1. Cellular and Molecular Landscape of the Brain in Alzheimer’s Disease (AD)

To understand if and how alterations in neuronal Ca²⁺ handling contribute to the symptoms of AD (cognitive impairment and emotional disturbances), it is important to peer inside the brains of AD patients and age-matched neurologically normal control subjects using a range of technologies including magnetic resonance imaging (MRI) in living subjects, and microscopy- and molecular biology-based analyses of postmortem brain samples. Several major abnormalities have been described that typify the brain in AD. MRI image-based measurements of the sizes of different brain structures in patients with mild cognitive impairment (MCI) who later develop AD have revealed progressive and profound reductions in the size of the hippocampus, a brain region critical for the acquisition of memories [1]. Gyri in the frontal, parietal and temporal lobes are also reduced in size as the disease advances [2]. The results of (indirect) measurements of regional cellular energy metabolism using positron emission tomography to image relative levels of radiolabeled 2-deoxyglucose uptake, or functional MRI-based imaging of cerebral blood flow, have also proven informative. Reductions in energy utilization in the temporal and frontal lobes occur early in AD patients, even before evidence of cognitive impairment [3]

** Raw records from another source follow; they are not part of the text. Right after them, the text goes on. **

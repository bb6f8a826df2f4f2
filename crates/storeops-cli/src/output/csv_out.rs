use serde_json::Value;
use std::io;

/// Write output as CSV to stdout.
///
/// A result carrying an array of uniform objects (series points, line
/// items) becomes row-per-object CSV; anything else becomes two-column
/// field/value CSV.
pub fn print_csv(value: &Value) {
    let stdout = io::stdout();
    let mut wtr = csv::Writer::from_writer(stdout.lock());

    let result = value
        .as_object()
        .and_then(|m| m.get("result"))
        .unwrap_or(value);

    match result {
        Value::Object(map) => {
            if let Some(rows) = main_row_array(map) {
                write_rows(&mut wtr, rows);
            } else {
                let _ = wtr.write_record(["field", "value"]);
                for (key, val) in map {
                    let _ = wtr.write_record([key.as_str(), &format_csv_value(val)]);
                }
            }
        }
        Value::Array(rows) => write_rows(&mut wtr, rows),
        _ => {
            let _ = wtr.write_record([&format_csv_value(result)]);
        }
    }

    let _ = wtr.flush();
}

/// The first array-of-objects field in the result, if any. For the series
/// and simulation outputs that is the data the caller charts.
fn main_row_array(map: &serde_json::Map<String, Value>) -> Option<&Vec<Value>> {
    map.values().find_map(|val| match val {
        Value::Array(rows) if rows.iter().any(|r| r.is_object()) => Some(rows),
        _ => None,
    })
}

fn write_rows(wtr: &mut csv::Writer<io::StdoutLock<'_>>, rows: &[Value]) {
    if rows.is_empty() {
        return;
    }

    if let Some(Value::Object(first)) = rows.first() {
        let headers: Vec<String> = first.keys().cloned().collect();
        let _ = wtr.write_record(&headers);
        for row in rows {
            if let Value::Object(map) = row {
                let record: Vec<String> = headers
                    .iter()
                    .map(|h| {
                        map.get(h.as_str())
                            .map(format_csv_value)
                            .unwrap_or_default()
                    })
                    .collect();
                let _ = wtr.write_record(&record);
            }
        }
    } else {
        for row in rows {
            let _ = wtr.write_record([&format_csv_value(row)]);
        }
    }
}

fn format_csv_value(value: &Value) -> String {
    match value {
        Value::String(s) => s.clone(),
        Value::Number(n) => n.to_string(),
        Value::Bool(b) => b.to_string(),
        Value::Null => String::new(),
        _ => serde_json::to_string(value).unwrap_or_default(),
    }
}
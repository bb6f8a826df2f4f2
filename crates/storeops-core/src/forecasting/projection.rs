use chrono::NaiveTime;
use rust_decimal::Decimal;
use serde::{Deserialize, Serialize};
use std::time::Instant;

use crate::types::{safe_div, with_metadata, ComputationOutput, Money};
use crate::StoreOpsResult;

// ---------------------------------------------------------------------------
// Types — End-of-period projection
// ---------------------------------------------------------------------------

/// The working-day window used to judge how much of the reference day has
/// elapsed. Configuration, not a constant: store hours differ per branch.
#[derive(Debug, Clone, Copy, PartialEq, Eq, Serialize, Deserialize)]
pub struct WorkingHoursConfig {
    pub opens_at: NaiveTime,
    pub closes_at: NaiveTime,
}

impl WorkingHoursConfig {
    /// Fraction of the working day already elapsed at `now`, clamped to
    /// [0, 1]. A degenerate window (close <= open) reports 1: the day is
    /// treated as over rather than dividing by zero downstream.
    pub fn elapsed_fraction(&self, now: NaiveTime) -> Decimal {
        let window_seconds = (self.closes_at - self.opens_at).num_seconds();
        if window_seconds <= 0 {
            return Decimal::ONE;
        }
        let elapsed_seconds = (now - self.opens_at).num_seconds();
        let fraction = Decimal::from(elapsed_seconds) / Decimal::from(window_seconds);
        fraction.clamp(Decimal::ZERO, Decimal::ONE)
    }
}

/// Whole-period projection inputs, usually taken from a
/// [`BusinessDayCount`](crate::forecasting::calendar::BusinessDayCount) and
/// the running total of a daily series.
#[derive(Debug, Clone, Serialize, Deserialize)]
pub struct ProjectionInput {
    /// Revenue billed from period start through the reference date
    pub actual_to_date: Money,
    pub business_days_elapsed: u32,
    pub business_days_remaining: u32,
    pub business_days_total: u32,
    /// True when the reference day is the period's last business day
    pub is_reference_day_last_business_day: bool,
    /// Fraction of the working-hours window already elapsed on the
    /// reference day; only consulted on the last business day
    pub reference_day_elapsed_fraction: Decimal,
}

#[derive(Debug, Clone, PartialEq, Eq, Serialize, Deserialize)]
pub struct ProjectionResult {
    pub daily_average: Money,
    pub projected_total: Money,
}

// ---------------------------------------------------------------------------
// Function: project
// ---------------------------------------------------------------------------

/// Project the end-of-period total from the run rate so far.
///
/// Normal days extrapolate the daily average over the remaining business
/// days. On the last business day the average is scaled by the inverse of
/// the elapsed working-hours fraction to estimate the day's eventual total,
/// and only the portion not yet billed is added, floored at zero, so the
/// projection never drops below what is already on the books.
pub fn project(input: &ProjectionInput) -> StoreOpsResult<ComputationOutput<ProjectionResult>> {
    let start = Instant::now();
    let mut warnings: Vec<String> = Vec::new();

    if input.business_days_elapsed + input.business_days_remaining != input.business_days_total {
        warnings.push(format!(
            "Elapsed ({}) + remaining ({}) business days do not sum to total ({})",
            input.business_days_elapsed, input.business_days_remaining, input.business_days_total
        ));
    }

    let mut fraction = input.reference_day_elapsed_fraction;
    if fraction < Decimal::ZERO || fraction > Decimal::ONE {
        warnings.push(format!(
            "Reference-day elapsed fraction {} clamped to [0, 1]",
            fraction
        ));
        fraction = fraction.clamp(Decimal::ZERO, Decimal::ONE);
    }

    let daily_average = safe_div(
        input.actual_to_date,
        Decimal::from(input.business_days_elapsed),
    );

    let projected_total = if input.business_days_elapsed == 0 {
        // Nothing to extrapolate from
        input.actual_to_date
    } else if input.is_reference_day_last_business_day {
        if fraction >= Decimal::ONE {
            // Window closed: the day is fully realized
            input.actual_to_date
        } else if fraction.is_zero() {
            // Day not started: expect one more average day
            input.actual_to_date + daily_average
        } else {
            let day_estimate = daily_average / fraction;
            let still_expected = (day_estimate - input.actual_to_date).max(Decimal::ZERO);
            input.actual_to_date + still_expected
        }
    } else {
        input.actual_to_date + daily_average * Decimal::from(input.business_days_remaining)
    };

    let result = ProjectionResult {
        daily_average,
        projected_total,
    };

    let elapsed = start.elapsed().as_micros() as u64;

    Ok(with_metadata(
        "End-of-period Projection from Business-day Run Rate",
        &serde_json::json!({
            "business_days_elapsed": input.business_days_elapsed,
            "business_days_remaining": input.business_days_remaining,
            "is_last_business_day": input.is_reference_day_last_business_day,
            "reference_day_elapsed_fraction": input.reference_day_elapsed_fraction.to_string(),
        }),
        warnings,
        elapsed,
        result,
    ))
}

// ---------------------------------------------------------------------------
// Tests
// ---------------------------------------------------------------------------
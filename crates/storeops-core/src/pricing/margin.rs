use rust_decimal::Decimal;
use serde::{Deserialize, Serialize};

use crate::error::StoreOpsError;
use crate::types::{Money, Percent, Rate};
use crate::StoreOpsResult;

// ---------------------------------------------------------------------------
// Types — Pricing configuration
// ---------------------------------------------------------------------------

/// Deployment-specific pricing parameters. The tax rate is the fraction of
/// revenue deducted inside the margin formula (0.268 in the reference
/// deployment) and must be supplied explicitly; there is no default.
#[derive(Debug, Clone, Copy, PartialEq, Eq, Serialize, Deserialize)]
pub struct PricingConfig {
    pub tax_rate: Rate,
}

impl PricingConfig {
    pub fn new(tax_rate: Rate) -> Self {
        PricingConfig { tax_rate }
    }
}

// ---------------------------------------------------------------------------
// Margin and discount algebra
// ---------------------------------------------------------------------------
//
// Every function here is pure and independent of the others: simultaneous
// what-if computations (global discount vs. target margin vs. target value)
// share no state.

/// The margin formula used everywhere in the system:
/// `((R - (R * tax + C)) / R) * 100`, defined as 0 when revenue is 0.
/// May be negative.
pub fn margin_pct(revenue: Money, cost: Money, config: &PricingConfig) -> Percent {
    if revenue.is_zero() {
        return Decimal::ZERO;
    }
    (revenue - (revenue * config.tax_rate + cost)) / revenue * Decimal::ONE_HUNDRED
}

/// `list * (1 - d/100)`
pub fn price_after_discount(list_price: Money, discount_pct: Percent) -> Money {
    list_price * (Decimal::ONE - discount_pct / Decimal::ONE_HUNDRED)
}

/// Margin obtained when selling at `list_price` less `discount_pct`.
pub fn margin_with_discount(
    list_price: Money,
    cost: Money,
    discount_pct: Percent,
    config: &PricingConfig,
) -> Percent {
    margin_pct(price_after_discount(list_price, discount_pct), cost, config)
}

/// Discount that yields `target_margin_pct`, solved from
/// `L * (1 - d/100) * (1 - tax - m/100) = C`, clamped to [0, 100].
///
/// A non-positive denominator factor means no discount can reach the target
/// at this tax rate; that is surfaced as `UnsolvableMargin`, never clamped.
/// A zero list price is a legitimate "no activity" state and yields 0.
pub fn discount_for_target_margin(
    list_price: Money,
    cost: Money,
    target_margin_pct: Percent,
    config: &PricingConfig,
) -> StoreOpsResult<Percent> {
    if list_price < Decimal::ZERO {
        return Err(StoreOpsError::InvalidInput {
            field: "list_price".to_string(),
            reason: "List price cannot be negative".to_string(),
        });
    }
    if cost < Decimal::ZERO {
        return Err(StoreOpsError::InvalidInput {
            field: "cost".to_string(),
            reason: "Cost cannot be negative".to_string(),
        });
    }
    if list_price.is_zero() {
        return Ok(Decimal::ZERO);
    }

    let factor = Decimal::ONE - config.tax_rate - target_margin_pct / Decimal::ONE_HUNDRED;
    if factor <= Decimal::ZERO {
        return Err(StoreOpsError::UnsolvableMargin {
            target_margin_pct,
            tax_rate: config.tax_rate,
        });
    }

    let discount = (Decimal::ONE - cost / (list_price * factor)) * Decimal::ONE_HUNDRED;
    Ok(discount.clamp(Decimal::ZERO, Decimal::ONE_HUNDRED))
}

/// The break-even discount: target margin of exactly zero.
pub fn discount_for_zero_margin(
    list_price: Money,
    cost: Money,
    config: &PricingConfig,
) -> StoreOpsResult<Percent> {
    discount_for_target_margin(list_price, cost, Decimal::ZERO, config)
}

/// Uniform discount that turns a list-price total `T` into a target order
/// value `V`: `(T - V) / T * 100`. Deliberately unclamped: a target above
/// the list total produces a negative discount, i.e. a surcharge.
pub fn discount_for_target_value(list_total: Money, target_value: Money) -> Percent {
    if list_total.is_zero() {
        return Decimal::ZERO;
    }
    (list_total - target_value) / list_total * Decimal::ONE_HUNDRED
}

// ---------------------------------------------------------------------------
// Tests
// ---------------------------------------------------------------------------
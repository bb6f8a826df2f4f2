use serde::de::DeserializeOwned;
use std::fs;
use std::path::{Path, PathBuf};

/// Read a JSON file and deserialise into a typed struct.
pub fn read_json<T: DeserializeOwned>(path: &str) -> Result<T, Box<dyn std::error::Error>> {
    let resolved = resolve_path(path)?;
    let contents = fs::read_to_string(&resolved)
        .map_err(|e| format!("Failed to read '{}': {}", resolved.display(), e))?;
    let value: T = serde_json::from_str(&contents)
        .map_err(|e| format!("Failed to parse '{}': {}", resolved.display(), e))?;
    Ok(value)
}

/// Resolve a possibly-relative path and check it points at a file.
fn resolve_path(path: &str) -> Result<PathBuf, Box<dyn std::error::Error>> {
    let p = Path::new(path);
    let resolved = if p.is_absolute() {
        p.to_path_buf()
    } else {
        std::env::current_dir()?.join(p)
    };

    if !resolved.exists() {
        return Err(format!("File not found: {}", resolved.display()).into());
    }
    if !resolved.is_file() {
        return Err(format!("Not a file: {}", resolved.display()).into());
    }

    Ok(resolved)
}
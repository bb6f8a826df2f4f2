use chrono::{Datelike, NaiveDate, Weekday};
use serde::{Deserialize, Serialize};
use std::collections::BTreeSet;

use crate::types::DateRange;
use crate::StoreOpsResult;

// ---------------------------------------------------------------------------
// Types — Business calendar
// ---------------------------------------------------------------------------

/// Weekend and holiday rules for one deployment. Supplied per calculation,
/// never read from a global table, so alternate jurisdictions are just
/// alternate configs.
#[derive(Debug, Clone, PartialEq, Eq, Serialize, Deserialize)]
pub struct BusinessCalendarConfig {
    /// Weekdays treated as non-business days
    #[serde(default = "default_weekend_days")]
    pub weekend_days: Vec<Weekday>,
    /// Explicit non-business dates on top of the weekend rule
    #[serde(default)]
    pub holidays: BTreeSet<NaiveDate>,
}

impl Default for BusinessCalendarConfig {
    fn default() -> Self {
        BusinessCalendarConfig {
            weekend_days: default_weekend_days(),
            holidays: BTreeSet::new(),
        }
    }
}

fn default_weekend_days() -> Vec<Weekday> {
    vec![Weekday::Sat, Weekday::Sun]
}

/// Business days in a range, split relative to a reference "today".
///
/// The reference day itself always counts as remaining: the day is not yet
/// complete, so its revenue cannot be treated as a finished business day.
#[derive(Debug, Clone, Copy, PartialEq, Eq, Serialize, Deserialize)]
pub struct BusinessDayCount {
    pub total: u32,
    pub elapsed: u32,
    pub remaining: u32,
}

// ---------------------------------------------------------------------------
// Functions
// ---------------------------------------------------------------------------

/// True when `date` is neither a configured weekend day nor a holiday.
pub fn is_business_day(date: NaiveDate, config: &BusinessCalendarConfig) -> bool {
    !config.weekend_days.contains(&date.weekday()) && !config.holidays.contains(&date)
}

/// Count business days in `range` (inclusive), classified against
/// `reference_date`: strictly earlier dates are elapsed, everything else is
/// remaining. A reference before the range leaves every day remaining; one
/// after the range leaves every day elapsed.
pub fn count_business_days(
    range: &DateRange,
    config: &BusinessCalendarConfig,
    reference_date: NaiveDate,
) -> StoreOpsResult<BusinessDayCount> {
    range.validate()?;

    let mut count = BusinessDayCount {
        total: 0,
        elapsed: 0,
        remaining: 0,
    };

    for date in range.iter_days() {
        if !is_business_day(date, config) {
            continue;
        }
        count.total += 1;
        if date < reference_date {
            count.elapsed += 1;
        } else {
            count.remaining += 1;
        }
    }

    Ok(count)
}

/// The last business day in the range, if any. Callers compare this against
/// the reference date to drive the partial-day projection branch.
pub fn last_business_day(
    range: &DateRange,
    config: &BusinessCalendarConfig,
) -> StoreOpsResult<Option<NaiveDate>> {
    range.validate()?;
    Ok(range
        .iter_days()
        .filter(|d| is_business_day(*d, config))
        .last())
}

// ---------------------------------------------------------------------------
// Tests
// ---------------------------------------------------------------------------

Examination of brain tissue sections from AD patients and age-matched control subjects have revealed several abnormalities in AD, most notably the presence of so-called neurofibrillary tangles (NFT) in neurons in the same brain regions that shrink as the disease progresses. At the molecular level, NFT have been shown to be comprised of filamentous accumulations of the microtubule-associated protein tau. In contrast to tau in healthy neurons, the tau in NFT is hyperphosphorylated and hyperacetylated [4]. A second major feature of AD is excessive extracellular accumulation, in the form of diffuse and compact ‘plaques’ of amorphous and fibrillar aggregates of amyloid β-peptide (Aβ ). Aβ is a 40–42 amino acid peptide cleaved from a much larger integral membrane precursor protein (APP); the enzymes that liberate Aβ are called β-secretase and γ-secretase. Excessive production of the longer 42 amino acid form of Aβ (Aβ 42) is strongly implicated as a key event in AD pathogenesis because most, if not all, mutations in APP and presenilin-1 (the enzymatic component of the γ-secretase protein complex) that cause early-onset dominantly inherited familial AD (FAD) increase the production of Aβ 42 [5]. Moreover, Aβ 42 has been shown to be toxic to neurons, especially when it is in the form of small peptide oligomers that are in an active state of self-aggregation [6,7]. Unfortunately, treatment strategies for AD based on inhibiting γ-secretase to reduce Aβ production or immunotherapy to stimulate removal of Aβ [8] have failed in clinical trials.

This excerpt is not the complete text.